#[cfg(test)]
mod tests {
    use super::*;

    fn parse_all(xml: &str) -> Vec<Changeset> {
        ChangesetReader::new(xml.as_bytes())
            .collect::<Result<Vec<_>, _>>()
            .unwrap()
    }

    #[test]
    fn parses_changeset_with_tags_and_discussion() {
        let xml = r#"<osm>
          <changeset id="42" created_at="2024-06-01T10:00:00Z" closed_at="2024-06-01T12:00:00Z"
                     open="false" user="alice" uid="7" num_changes="12" comments_count="1"
                     min_lon="4.8" min_lat="52.3" max_lon="4.9" max_lat="52.4">
            <tag k="comment" v="survey"/>
            <tag k="created_by" v="JOSM"/>
            <discussion>
              <comment uid="9" user="bob" date="2024-06-01T13:00:00Z">
                <text>nice work</text>
              </comment>
            </discussion>
          </changeset>
        </osm>"#;

        let got = parse_all(xml);
        assert_eq!(got.len(), 1);
        let cs = &got[0];
        assert_eq!(cs.id, 42);
        assert_eq!(cs.username.as_deref(), Some("alice"));
        assert_eq!(cs.uid, 7);
        assert!(!cs.open);
        assert_eq!(cs.num_changes, 12);
        assert_eq!(cs.comments_count, 1);
        assert_eq!(cs.tags.get("comment").unwrap(), "survey");
        assert_eq!(cs.tags.get("created_by").unwrap(), "JOSM");
        assert_eq!(cs.comments.len(), 1);
        assert_eq!(cs.comments[0].uid, 9);
        assert_eq!(cs.comments[0].username, "bob");
        assert_eq!(cs.comments[0].text, "nice work");
        assert!(cs.comments[0].date.is_some());
        let bbox = cs.bbox.unwrap();
        assert_eq!(bbox.min_lon, 4.8);
        assert_eq!(bbox.max_lat, 52.4);
    }

    #[test]
    fn document_order_is_preserved() {
        let xml = r#"<osm>
          <changeset id="1" created_at="2024-01-01T00:00:00Z" open="true"/>
          <changeset id="2" created_at="2024-01-02T00:00:00Z" open="true"/>
          <changeset id="3" created_at="2024-01-03T00:00:00Z" open="true"/>
        </osm>"#;
        let ids: Vec<i64> = parse_all(xml).iter().map(|cs| cs.id).collect();
        assert_eq!(ids, vec![1, 2, 3]);
    }

    #[test]
    fn anonymous_changeset_is_retained() {
        let xml = r#"<osm><changeset id="5" created_at="2024-01-01T00:00:00Z" open="true"/></osm>"#;
        let got = parse_all(xml);
        assert_eq!(got.len(), 1);
        assert_eq!(got[0].username, None);
        assert!(got[0].open);
        assert_eq!(got[0].closed_at, None);
    }

    #[test]
    fn skips_missing_or_non_positive_id() {
        let xml = r#"<osm>
          <changeset created_at="2024-01-01T00:00:00Z"/>
          <changeset id="0" created_at="2024-01-01T00:00:00Z"/>
          <changeset id="-3" created_at="2024-01-01T00:00:00Z"/>
          <changeset id="8" created_at="2024-01-01T00:00:00Z"/>
        </osm>"#;
        let got = parse_all(xml);
        assert_eq!(got.len(), 1);
        assert_eq!(got[0].id, 8);
    }

    #[test]
    fn skips_out_of_range_coordinates() {
        let xml = r#"<osm>
          <changeset id="1" created_at="2024-01-01T00:00:00Z"
                     min_lon="-181.0" min_lat="0" max_lon="0" max_lat="0"/>
          <changeset id="2" created_at="2024-01-01T00:00:00Z"
                     min_lon="0" min_lat="0" max_lon="0" max_lat="90.01"/>
        </osm>"#;
        assert!(parse_all(xml).is_empty());
    }

    #[test]
    fn skips_unparseable_created_at() {
        let xml = r#"<osm>
          <changeset id="1" created_at="yesterday"/>
          <changeset id="2" created_at="2024-01-01T00:00:00Z"/>
        </osm>"#;
        let got = parse_all(xml);
        assert_eq!(got.len(), 1);
        assert_eq!(got[0].id, 2);
    }

    #[test]
    fn rejected_header_does_not_desync_the_stream() {
        // The invalid element has children; they must be consumed so the
        // following sibling still parses.
        let xml = r#"<osm>
          <changeset id="0" created_at="2024-01-01T00:00:00Z">
            <tag k="a" v="b"/>
          </changeset>
          <changeset id="4" created_at="2024-01-01T00:00:00Z" open="true"/>
        </osm>"#;
        let got = parse_all(xml);
        assert_eq!(got.len(), 1);
        assert_eq!(got[0].id, 4);
    }

    #[test]
    fn missing_bbox_attributes_yield_no_geometry() {
        let xml = r#"<osm><changeset id="9" created_at="2024-01-01T00:00:00Z" open="true"/></osm>"#;
        assert_eq!(parse_all(xml)[0].bbox, None);
    }

    #[test]
    fn duplicate_tag_keys_take_last_value() {
        let xml = r#"<osm>
          <changeset id="9" created_at="2024-01-01T00:00:00Z">
            <tag k="source" v="first"/>
            <tag k="source" v="second"/>
          </changeset>
        </osm>"#;
        let got = parse_all(xml);
        assert_eq!(got[0].tags.get("source").unwrap(), "second");
    }

    #[test]
    fn unknown_children_are_skipped() {
        let xml = r#"<osm>
          <changeset id="9" created_at="2024-01-01T00:00:00Z">
            <mystery><inner>stuff</inner></mystery>
            <tag k="k" v="v"/>
          </changeset>
        </osm>"#;
        let got = parse_all(xml);
        assert_eq!(got.len(), 1);
        assert_eq!(got[0].tags.len(), 1);
    }

    #[test]
    fn comments_count_falls_back_to_parsed_comments() {
        let xml = r#"<osm>
          <changeset id="9" created_at="2024-01-01T00:00:00Z">
            <discussion>
              <comment uid="1" user="a" date="2024-01-01T00:00:00Z"><text>x</text></comment>
              <comment uid="2" user="b" date="2024-01-02T00:00:00Z"><text>y</text></comment>
            </discussion>
          </changeset>
        </osm>"#;
        let got = parse_all(xml);
        assert_eq!(got[0].comments_count, 2);
        assert_eq!(got[0].comments[1].username, "b");
    }

    #[test]
    fn date_window_filters_on_created_at() {
        let xml = r#"<osm>
          <changeset id="1" created_at="2024-01-01T00:00:00Z" open="true"/>
          <changeset id="2" created_at="2024-06-01T00:00:00Z" open="true"/>
          <changeset id="3" created_at="2024-12-01T00:00:00Z" open="true"/>
        </osm>"#;
        let window = DateWindow {
            from: parse_datetime("2024-03-01T00:00:00Z"),
            to: parse_datetime("2024-09-01T00:00:00Z"),
        };
        let got: Vec<Changeset> = ChangesetReader::with_window(xml.as_bytes(), window)
            .collect::<Result<Vec<_>, _>>()
            .unwrap();
        assert_eq!(got.len(), 1);
        assert_eq!(got[0].id, 2);
    }

    #[test]
    fn empty_document_yields_nothing() {
        assert!(parse_all("<osm></osm>").is_empty());
    }

    #[test]
    fn truncated_document_is_a_fatal_error() {
        let xml = r#"<osm><changeset id="9" created_at="2024-01-01T00:00:00Z"><tag k="a" v="b"/>"#;
        let results: Vec<_> = ChangesetReader::new(xml.as_bytes()).collect();
        assert!(results.last().unwrap().is_err());
    }

    #[test]
    fn trailing_z_parses_as_utc() {
        let t = parse_datetime("2024-06-01T12:00:00Z").unwrap();
        assert_eq!(t.to_rfc3339(), "2024-06-01T12:00:00+00:00");
        assert!(parse_datetime("2024-06-01T12:00:00+02:00").is_some());
        assert!(parse_datetime("not a date").is_none());
    }
}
....................
__WORK ITEM__: Whenever a line of the data above holds the word "text", it counts once; report the total number of such lines and nothing more.

__FINISHED EXERCISE__: 4